I am a committed person. When I find someone good, I commit to that person. I know there will be times in our relationship when we hit a rough patch, but I have faith those times will come to pass and all will be good again. My most recent hairdresser (lets call her J) and I have been together for almost as long as I have been with Hubby. I was actually seeing someone else at the time, J would apply my colour and then my hairdresser would come in at the end and do a quick cut and take all the glory. But she got pregnant and once she left I just ended up with J. I hoped it would be the start of a wonderful relationship.
For a long time it was good, and over time it got better, but at some point, maybe a year ago, we both became complacent and stopped making an effort. I would tell her what I was after in vague detail, but allow her to be creative and work out what would suit me best. I think she just got a little lazy, afterall I was such a good client always keeping the 6 week appointment standard for colour that she probably stopping putting in the effort. I was no longer happy with my hair. There was nothing really wrong with it, it just wasn't what I wanted, but then I didn't really communicate it clearly in the first place and did allow her to do what she thought was best.

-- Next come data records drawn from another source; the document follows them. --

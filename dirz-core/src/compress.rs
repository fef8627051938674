use crate::codec;
use crate::error::{ArchiveError, IoContext, Result};
use crate::manifest::{now_iso8601, FileRecord, Manifest, Metadata};
use crate::pool::map_abortable;
use crate::progress::Progress;
use crate::verify::verify_archive;
use crate::walk::{absolute_root, list_files, relative_key};
use std::collections::BTreeMap;
use std::fs::{File, OpenOptions};
use std::io::{ErrorKind, Write};
use std::path::{Path, PathBuf};
use tracing::{debug, info, warn};

#[derive(Clone, Debug)]
pub struct CompressOptions {
    /// DEFLATE level 0..=9 for file payloads and the outer wrapper.
    pub level: u32,
    /// Worker threads for per-file work: 0 = one per CPU, 1 = sequential.
    pub jobs: usize,
    pub progress: Option<Progress>,
}

impl Default for CompressOptions {
    fn default() -> Self {
        Self { level: codec::BEST_LEVEL, jobs: 0, progress: None }
    }
}

#[derive(Clone, Debug)]
pub struct CompressedArchive {
    pub path: PathBuf,
    pub metadata: Metadata,
    /// Size of the archive file on disk.
    pub archive_size: u64,
}

/// Compress `source_dir` into a verified archive under `output_dir` and return its path.
pub fn compress_directory(source_dir: &Path, output_dir: &Path) -> Result<PathBuf> {
    compress_directory_with(source_dir, output_dir, &CompressOptions::default()).map(|a| a.path)
}

pub fn compress_directory_with(
    source_dir: &Path,
    output_dir: &Path,
    opts: &CompressOptions,
) -> Result<CompressedArchive> {
    let root = absolute_root(source_dir)?;
    let files = list_files(&root)?;
    info!(count = files.len(), root = %root.display(), "found files");

    if let Some(p) = &opts.progress {
        let bytes = files.iter().filter_map(|f| f.metadata().ok()).map(|m| m.len()).sum();
        p.begin("Compressing", files.len(), bytes);
        p.start();
    }
    let compressed = map_abortable(opts.jobs, &files, |path| {
        let key = relative_key(&root, path)?;
        let record = compress_file(path, opts.level)?;
        debug!(file = %key, size = record.original_size, "compressed");
        if let Some(p) = &opts.progress {
            p.file_done(record.original_size);
        }
        Ok((key, record))
    });
    if let Some(p) = &opts.progress {
        p.stop();
    }

    let mut records = BTreeMap::new();
    for (key, record) in compressed? {
        if records.insert(key.clone(), record).is_some() {
            return Err(ArchiveError::Validation(PathBuf::from(key)));
        }
    }
    let manifest = Manifest::from_records(records, now_iso8601());
    let bytes = manifest.to_archive_bytes(opts.level)?;

    std::fs::create_dir_all(output_dir)
        .io_context(|| format!("create output dir {}", output_dir.display()))?;
    let (mut file, path) = create_archive_file(output_dir, &base_name(&root))?;
    file.write_all(&bytes)
        .and_then(|_| file.sync_all())
        .io_context(|| format!("write archive {}", path.display()))?;
    drop(file);

    let meta = &manifest.metadata;
    info!(
        archive = %path.display(),
        original = meta.total_original_size,
        compressed = meta.total_compressed_size,
        "compressed directory ({:.2}%)",
        meta.ratio_pct()
    );

    finish_archive(&path, &files, &root)?;
    Ok(CompressedArchive { path, metadata: manifest.metadata, archive_size: bytes.len() as u64 })
}

/// Verify a freshly written archive; on failure remove it so no archive is
/// left that claims a successful compression.
fn finish_archive(path: &Path, files: &[PathBuf], root: &Path) -> Result<()> {
    let Err(e) = verify_archive(path, files, root) else {
        return Ok(());
    };
    warn!(archive = %path.display(), error = %e, "verification failed, removing archive");
    if let Err(rm) = std::fs::remove_file(path) {
        warn!(archive = %path.display(), error = %rm, "could not remove unverified archive");
    }
    Err(e)
}

/// Read one file and turn it into a record whose payload is proven to round-trip.
pub fn compress_file(path: &Path, level: u32) -> Result<FileRecord> {
    let data = std::fs::read(path).io_context(|| format!("read {}", path.display()))?;
    let original_hash = codec::sha256_hex(&data);
    let compressed =
        codec::gzip(&data, level).io_context(|| format!("compress {}", path.display()))?;
    let record = FileRecord {
        content: codec::encode_text(&compressed),
        original_hash,
        original_size: data.len() as u64,
        compressed_size: compressed.len() as u64,
    };
    check_round_trip(path, &record)?;
    Ok(record)
}

/// Decode the stored payload again and compare its digest with `original_hash`.
fn check_round_trip(path: &Path, record: &FileRecord) -> Result<()> {
    let restored = codec::decode_text(&record.content)
        .ok()
        .and_then(|z| codec::gunzip(&z).ok())
        .ok_or_else(|| ArchiveError::Validation(path.to_path_buf()))?;
    if codec::sha256_hex(&restored) != record.original_hash {
        return Err(ArchiveError::Validation(path.to_path_buf()));
    }
    Ok(())
}

fn base_name(root: &Path) -> String {
    root.file_name()
        .map(|s| s.to_owned())
        .or_else(|| std::fs::canonicalize(root).ok()?.file_name().map(|s| s.to_owned()))
        .map(|s| s.to_string_lossy().into_owned())
        .unwrap_or_else(|| "archive".to_string())
}

/// Open `<dir>/<base>_compressed_<millis>.gz` exclusively, bumping the
/// millisecond stamp while the name is taken.
fn create_archive_file(dir: &Path, base: &str) -> Result<(File, PathBuf)> {
    let mut millis = chrono::Utc::now().timestamp_millis();
    loop {
        let path = dir.join(format!("{base}_compressed_{millis}.gz"));
        match OpenOptions::new().write(true).create_new(true).open(&path) {
            Ok(f) => return Ok((f, path)),
            Err(e) if e.kind() == ErrorKind::AlreadyExists => millis += 1,
            Err(e) => {
                return Err(ArchiveError::Io {
                    context: format!("create archive {}", path.display()),
                    source: e,
                })
            }
        }
    }
}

I got bored, as I do, and decided to go brunette, which she has done for me before. Dark and chocolatey were my instructions. The result looked very coppery to me and I wasn't happy, but all I did was smile, told her she did a great job, handed over the money and booked again for another 6 weeks. Less than 2 weeks later the chocolate part had gone and my hair went copper. I broke the greatest sin of all by rushing out to the supermarket and purchasing colour in a box. That evening I had the exact colour I wanted to achieve. When she came back for the next appointment she noticed my hair was not her work. I told her that was the colour I wanted and she said she could do it. She failed and again I said nothing.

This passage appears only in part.